▶ [TASK DIRECTIONS]: Which lines below contain "TcpListener"? Copy every one of them.

▶ [GIVEN RECORDS]:
+ + + + + + +

//! Room Endpoints
//! Mission: CRUD for rooms, gated by role and ownership policies

use crate::api::routes::AppState;
use crate::api::PageQuery;
use crate::auth::guard;
use crate::auth::middleware::CurrentUser;
use crate::errors::ApiError;
use crate::store::models::{CreateRoom, Room, RoomList, UpdateRoom};
use axum::{
    extract::{Path, Query, State},
    Extension, Json,
};
use serde_json::json;

/// Create a room - POST /api/rooms (admin + room permission)
pub async fn create_room(
    State(state): State<AppState>,
    Extension(CurrentUser(user)): Extension<CurrentUser>,
    Json(payload): Json<CreateRoom>,
) -> Result<Json<Room>, ApiError> {
    guard::ensure_room_manager(&user)?;

    let room = state.resources.create_room(
        &payload.name,
        &payload.faculty,
        payload.is_open,
        user.id,
    )?;

    Ok(Json(room))
}

/// List rooms - GET /api/rooms?page=N
pub async fn list_rooms(
    State(state): State<AppState>,
    Query(query): Query<PageQuery>,
) -> Result<Json<RoomList>, ApiError> {
    Ok(Json(state.resources.list_rooms(query.page())?))
}

/// Fetch a room - GET /api/rooms/:id
pub async fn get_room(
    State(state): State<AppState>,
    Path(room_id): Path<i64>,
) -> Result<Json<Room>, ApiError> {
    let room = state
        .resources
        .get_room(room_id)?
        .ok_or_else(|| ApiError::NotFound("Room not found".to_string()))?;
    Ok(Json(room))
}

/// Update a room - PUT /api/rooms/:id (admin + permission + owner)
pub async fn update_room(
    State(state): State<AppState>,
    Extension(CurrentUser(user)): Extension<CurrentUser>,
    Path(room_id): Path<i64>,
    Json(payload): Json<UpdateRoom>,
) -> Result<Json<Room>, ApiError> {
    guard::ensure_room_manager(&user)?;

    let room = state
        .resources
        .get_room(room_id)?
        .ok_or_else(|| ApiError::NotFound("Room not found".to_string()))?;
    guard::ensure_room_owner(&user, &room)?;

    let updated = state
        .resources
        .update_room(room_id, &payload.name, &payload.faculty, payload.is_open)?
        .ok_or_else(|| ApiError::NotFound("Room not found".to_string()))?;

    Ok(Json(updated))
}

/// Delete a room - DELETE /api/rooms/:id (admin + permission + owner)
pub async fn delete_room(
    State(state): State<AppState>,
    Extension(CurrentUser(user)): Extension<CurrentUser>,
    Path(room_id): Path<i64>,
) -> Result<Json<serde_json::Value>, ApiError> {
    guard::ensure_room_manager(&user)?;

    let room = state
        .resources
        .get_room(room_id)?
        .ok_or_else(|| ApiError::NotFound("Room not found".to_string()))?;
    guard::ensure_room_owner(&user, &room)?;

    state.resources.delete_room(room_id)?;

    Ok(Json(json!({ "message": "Room deleted" })))
}
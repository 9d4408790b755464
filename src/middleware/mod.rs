//! Middleware for observability.
//!
//! Request logging with latency tracking; auth middleware lives in the
//! auth module next to the token validator it depends on.

pub mod logging;

pub use logging::request_logging;
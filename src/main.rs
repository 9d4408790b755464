//! Room/Table Reservation API Server
//! Mission: Authenticated CRUD for faculty rooms, tables, and reservations

use anyhow::{Context, Result};
use dotenv::dotenv;
use std::sync::Arc;
use tokio::net::TcpListener;
use tracing::info;
use tracing_subscriber::{layer::SubscriberExt, util::SubscriberInitExt};

use roomtable_backend::{
    api::routes::{create_router, AppState},
    auth::{JwtHandler, UserStore},
    config::Config,
    store::ResourceStore,
};

#[tokio::main]
async fn main() -> Result<()> {
    let _ = dotenv();
    init_tracing();

    let config = Config::from_env()?;

    let users = Arc::new(UserStore::new(&config.database_path)?);
    users.seed_default_admin()?;
    let resources = Arc::new(ResourceStore::new(&config.database_path)?);
    let jwt = Arc::new(JwtHandler::new(
        config.secret_key.clone(),
        config.access_token_expire_minutes,
        config.refresh_token_expire_minutes,
    ));

    let state = AppState {
        users,
        resources,
        jwt,
    };
    let app = create_router(state);

    let listener = TcpListener::bind(&config.bind_addr).await?;
    info!("🎯 API server listening on {}", config.bind_addr);

    axum::serve(listener, app).await.context("Server error")?;

    Ok(())
}

fn init_tracing() {
    tracing_subscriber::registry()
        .with(
            tracing_subscriber::EnvFilter::try_from_default_env()
                .unwrap_or_else(|_| "roomtable_backend=debug,tower_http=debug".into()),
        )
        .with(tracing_subscriber::fmt::layer())
        .init();
}
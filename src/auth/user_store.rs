//! User Storage
//! Mission: Securely store and manage user accounts with SQLite

use crate::auth::models::{Role, User};
use crate::store::models::OPEN_FACULTY;
use crate::store::{fmt_dt, parse_dt};
use anyhow::{Context, Result};
use bcrypt::{hash, verify, DEFAULT_COST};
use chrono::Utc;
use rusqlite::{params, Connection, Row};
use tracing::{info, warn};

/// Fields accepted at registration.
#[derive(Debug)]
pub struct NewUser<'a> {
    pub username: &'a str,
    pub email: &'a str,
    pub password: &'a str,
    pub first_name: &'a str,
    pub last_name: &'a str,
    pub faculty: &'a str,
    pub role: Role,
    pub room_permission: bool,
}

/// User storage with SQLite backend
pub struct UserStore {
    db_path: String,
}

impl UserStore {
    /// Create a new user store and initialize the schema
    pub fn new(db_path: &str) -> Result<Self> {
        let store = Self {
            db_path: db_path.to_string(),
        };
        store.init_db()?;
        Ok(store)
    }

    fn init_db(&self) -> Result<()> {
        let conn = Connection::open(&self.db_path)?;

        conn.execute(
            "CREATE TABLE IF NOT EXISTS users (
                id INTEGER PRIMARY KEY AUTOINCREMENT,
                username TEXT UNIQUE NOT NULL,
                email TEXT UNIQUE NOT NULL,
                first_name TEXT NOT NULL,
                last_name TEXT NOT NULL,
                password_hash TEXT NOT NULL,
                role TEXT NOT NULL,
                room_permission INTEGER NOT NULL DEFAULT 0,
                faculty TEXT NOT NULL,
                register_date TEXT NOT NULL,
                updated_date TEXT NOT NULL,
                last_login_date TEXT
            )",
            [],
        )?;

        Ok(())
    }

    /// Create a default admin account if no admin exists yet.
    pub fn seed_default_admin(&self) -> Result<()> {
        let conn = Connection::open(&self.db_path)?;
        let count: i64 = conn
            .query_row(
                "SELECT COUNT(*) FROM users WHERE role = 'admin'",
                [],
                |row| row.get(0),
            )
            .context("Failed to check for admin users")?;

        if count == 0 {
            self.create_user(NewUser {
                username: "admin",
                email: "admin@email.local",
                password: "admin123",
                first_name: "Default",
                last_name: "Admin",
                faculty: OPEN_FACULTY,
                role: Role::Admin,
                room_permission: true,
            })?;

            info!("🔐 Default admin user created (username: admin, password: admin123)");
            warn!("⚠️  CHANGE DEFAULT PASSWORD IN PRODUCTION!");
        }

        Ok(())
    }

    /// Create a new user. The plaintext password is bcrypt-hashed with a
    /// fresh salt; uniqueness of username and email is enforced by the
    /// schema as a backstop for the handler-level checks.
    pub fn create_user(&self, new_user: NewUser) -> Result<User> {
        let password_hash =
            hash(new_user.password, DEFAULT_COST).context("Failed to hash password")?;
        let now = Utc::now();

        let conn = Connection::open(&self.db_path)?;
        conn.execute(
            "INSERT INTO users
             (username, email, first_name, last_name, password_hash, role,
              room_permission, faculty, register_date, updated_date, last_login_date)
             VALUES (?1, ?2, ?3, ?4, ?5, ?6, ?7, ?8, ?9, ?10, NULL)",
            params![
                new_user.username,
                new_user.email,
                new_user.first_name,
                new_user.last_name,
                password_hash,
                new_user.role.as_str(),
                new_user.room_permission,
                new_user.faculty,
                fmt_dt(now),
                fmt_dt(now),
            ],
        )
        .context("Failed to insert user")?;

        let user = User {
            id: conn.last_insert_rowid(),
            username: new_user.username.to_string(),
            email: new_user.email.to_string(),
            first_name: new_user.first_name.to_string(),
            last_name: new_user.last_name.to_string(),
            password_hash,
            role: new_user.role,
            room_permission: new_user.room_permission,
            faculty: new_user.faculty.to_string(),
            register_date: now,
            updated_date: now,
            last_login_date: None,
        };

        info!("✅ Created user: {} ({})", user.username, user.role.as_str());
        Ok(user)
    }

    pub fn get_user(&self, user_id: i64) -> Result<Option<User>> {
        self.get_user_where("id = ?1", params![user_id])
    }

    pub fn get_user_by_username(&self, username: &str) -> Result<Option<User>> {
        self.get_user_where("username = ?1", params![username])
    }

    pub fn get_user_by_email(&self, email: &str) -> Result<Option<User>> {
        self.get_user_where("email = ?1", params![email])
    }

    fn get_user_where(
        &self,
        predicate: &str,
        params: impl rusqlite::Params,
    ) -> Result<Option<User>> {
        let conn = Connection::open(&self.db_path)?;
        let sql = format!(
            "SELECT id, username, email, first_name, last_name, password_hash, role,
                    room_permission, faculty, register_date, updated_date, last_login_date
             FROM users WHERE {}",
            predicate
        );

        let result = conn.query_row(&sql, params, user_from_row);
        match result {
            Ok(user) => Ok(Some(user)),
            Err(rusqlite::Error::QueryReturnedNoRows) => Ok(None),
            Err(e) => Err(e.into()),
        }
    }

    /// Verify an email/password pair, returning the account on success.
    ///
    /// Returns None both for an unknown email and a wrong password so the
    /// caller cannot distinguish the two.
    pub fn verify_password(&self, email: &str, password: &str) -> Result<Option<User>> {
        match self.get_user_by_email(email)? {
            Some(user) => {
                let valid =
                    verify(password, &user.password_hash).context("Failed to verify password")?;
                Ok(valid.then_some(user))
            }
            None => Ok(None),
        }
    }

    pub fn change_password(&self, user_id: i64, new_password: &str) -> Result<()> {
        let password_hash =
            hash(new_password, DEFAULT_COST).context("Failed to hash password")?;

        let conn = Connection::open(&self.db_path)?;
        conn.execute(
            "UPDATE users SET password_hash = ?1, updated_date = ?2 WHERE id = ?3",
            params![password_hash, fmt_dt(Utc::now()), user_id],
        )?;
        Ok(())
    }

    pub fn update_profile(
        &self,
        user_id: i64,
        email: &str,
        first_name: &str,
        last_name: &str,
    ) -> Result<Option<User>> {
        let conn = Connection::open(&self.db_path)?;
        let rows = conn.execute(
            "UPDATE users SET email = ?1, first_name = ?2, last_name = ?3, updated_date = ?4
             WHERE id = ?5",
            params![email, first_name, last_name, fmt_dt(Utc::now()), user_id],
        )?;
        if rows == 0 {
            return Ok(None);
        }
        self.get_user(user_id)
    }

    pub fn record_login(&self, user_id: i64) -> Result<()> {
        let conn = Connection::open(&self.db_path)?;
        conn.execute(
            "UPDATE users SET last_login_date = ?1 WHERE id = ?2",
            params![fmt_dt(Utc::now()), user_id],
        )?;
        Ok(())
    }

    /// Delete a user by id. Outstanding tokens for the account become
    /// invalid at their next validation, since the middleware re-resolves
    /// the subject on every request.
    pub fn delete_user(&self, user_id: i64) -> Result<bool> {
        let conn = Connection::open(&self.db_path)?;
        let rows = conn.execute("DELETE FROM users WHERE id = ?1", params![user_id])?;
        if rows > 0 {
            info!("🗑️  Deleted user: {}", user_id);
        }
        Ok(rows > 0)
    }
}

fn user_from_row(row: &Row) -> rusqlite::Result<User> {
    let role_str: String = row.get(6)?;
    let last_login: Option<String> = row.get(11)?;

    Ok(User {
        id: row.get(0)?,
        username: row.get(1)?,
        email: row.get(2)?,
        first_name: row.get(3)?,
        last_name: row.get(4)?,
        password_hash: row.get(5)?,
        role: Role::from_str(&role_str).unwrap_or(Role::Visitor),
        room_permission: row.get(7)?,
        faculty: row.get(8)?,
        register_date: parse_dt(&row.get::<_, String>(9)?)?,
        updated_date: parse_dt(&row.get::<_, String>(10)?)?,
        last_login_date: last_login.as_deref().map(parse_dt).transpose()?,
    })
}

#[cfg(test)]
mod tests {
    use super::*;
    use tempfile::NamedTempFile;

    fn create_test_store() -> (UserStore, NamedTempFile) {
        let temp_file = NamedTempFile::new().unwrap();
        let db_path = temp_file.path().to_str().unwrap();
        let store = UserStore::new(db_path).unwrap();
        (store, temp_file)
    }

    fn new_user<'a>(username: &'a str, email: &'a str) -> NewUser<'a> {
        NewUser {
            username,
            email,
            password: "password123",
            first_name: "Test",
            last_name: "User",
            faculty: "Engineering",
            role: Role::User,
            room_permission: false,
        }
    }

    #[test]
    fn test_seed_default_admin() {
        let (store, _temp) = create_test_store();
        store.seed_default_admin().unwrap();

        let admin = store.get_user_by_username("admin").unwrap().unwrap();
        assert_eq!(admin.role, Role::Admin);
        assert!(admin.room_permission);

        // Idempotent: a second seed does not add another admin
        store.seed_default_admin().unwrap();
        assert!(store.get_user_by_email("admin@email.local").unwrap().is_some());
    }

    #[test]
    fn test_create_and_retrieve_user() {
        let (store, _temp) = create_test_store();

        let created = store.create_user(new_user("alice", "alice@test.com")).unwrap();
        assert_eq!(created.role, Role::User);
        assert!(created.last_login_date.is_none());
        // Stored hash is salted, never the plaintext
        assert_ne!(created.password_hash, "password123");

        let by_id = store.get_user(created.id).unwrap().unwrap();
        assert_eq!(by_id.username, "alice");

        let by_email = store.get_user_by_email("alice@test.com").unwrap().unwrap();
        assert_eq!(by_email.id, created.id);

        assert!(store.get_user_by_username("nobody").unwrap().is_none());
    }

    #[test]
    fn test_same_password_hashes_differently() {
        let (store, _temp) = create_test_store();
        let a = store.create_user(new_user("a", "a@test.com")).unwrap();
        let b = store.create_user(new_user("b", "b@test.com")).unwrap();
        // Fresh salt per call
        assert_ne!(a.password_hash, b.password_hash);
    }

    #[test]
    fn test_duplicate_username_rejected_by_schema() {
        let (store, _temp) = create_test_store();
        store.create_user(new_user("alice", "alice@test.com")).unwrap();
        assert!(store.create_user(new_user("alice", "other@test.com")).is_err());
        assert!(store.create_user(new_user("other", "alice@test.com")).is_err());
    }

    #[test]
    fn test_verify_password() {
        let (store, _temp) = create_test_store();
        store.create_user(new_user("alice", "alice@test.com")).unwrap();

        let user = store
            .verify_password("alice@test.com", "password123")
            .unwrap();
        assert!(user.is_some());

        // Wrong password and unknown email look the same to the caller
        assert!(store
            .verify_password("alice@test.com", "wrongpassword")
            .unwrap()
            .is_none());
        assert!(store
            .verify_password("ghost@test.com", "password123")
            .unwrap()
            .is_none());
    }

    #[test]
    fn test_change_password() {
        let (store, _temp) = create_test_store();
        let user = store.create_user(new_user("alice", "alice@test.com")).unwrap();

        store.change_password(user.id, "newpassword").unwrap();
        assert!(store
            .verify_password("alice@test.com", "password123")
            .unwrap()
            .is_none());
        assert!(store
            .verify_password("alice@test.com", "newpassword")
            .unwrap()
            .is_some());
    }

    #[test]
    fn test_update_profile() {
        let (store, _temp) = create_test_store();
        let user = store.create_user(new_user("alice", "alice@test.com")).unwrap();

        let updated = store
            .update_profile(user.id, "new@test.com", "New", "Name")
            .unwrap()
            .unwrap();
        assert_eq!(updated.email, "new@test.com");
        assert_eq!(updated.first_name, "New");
        assert!(updated.updated_date >= user.updated_date);

        assert!(store
            .update_profile(9999, "x@test.com", "X", "Y")
            .unwrap()
            .is_none());
    }

    #[test]
    fn test_record_login() {
        let (store, _temp) = create_test_store();
        let user = store.create_user(new_user("alice", "alice@test.com")).unwrap();

        store.record_login(user.id).unwrap();
        let fetched = store.get_user(user.id).unwrap().unwrap();
        assert!(fetched.last_login_date.is_some());
    }

    #[test]
    fn test_delete_user() {
        let (store, _temp) = create_test_store();
        let user = store.create_user(new_user("alice", "alice@test.com")).unwrap();

        assert!(store.delete_user(user.id).unwrap());
        assert!(store.get_user(user.id).unwrap().is_none());
        assert!(!store.delete_user(user.id).unwrap());
    }
}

+ + + + + + +

▶ [WRITTEN RESPONSE]:
use tokio::net::TcpListener;
    let listener = TcpListener::bind(&config.bind_addr).await?;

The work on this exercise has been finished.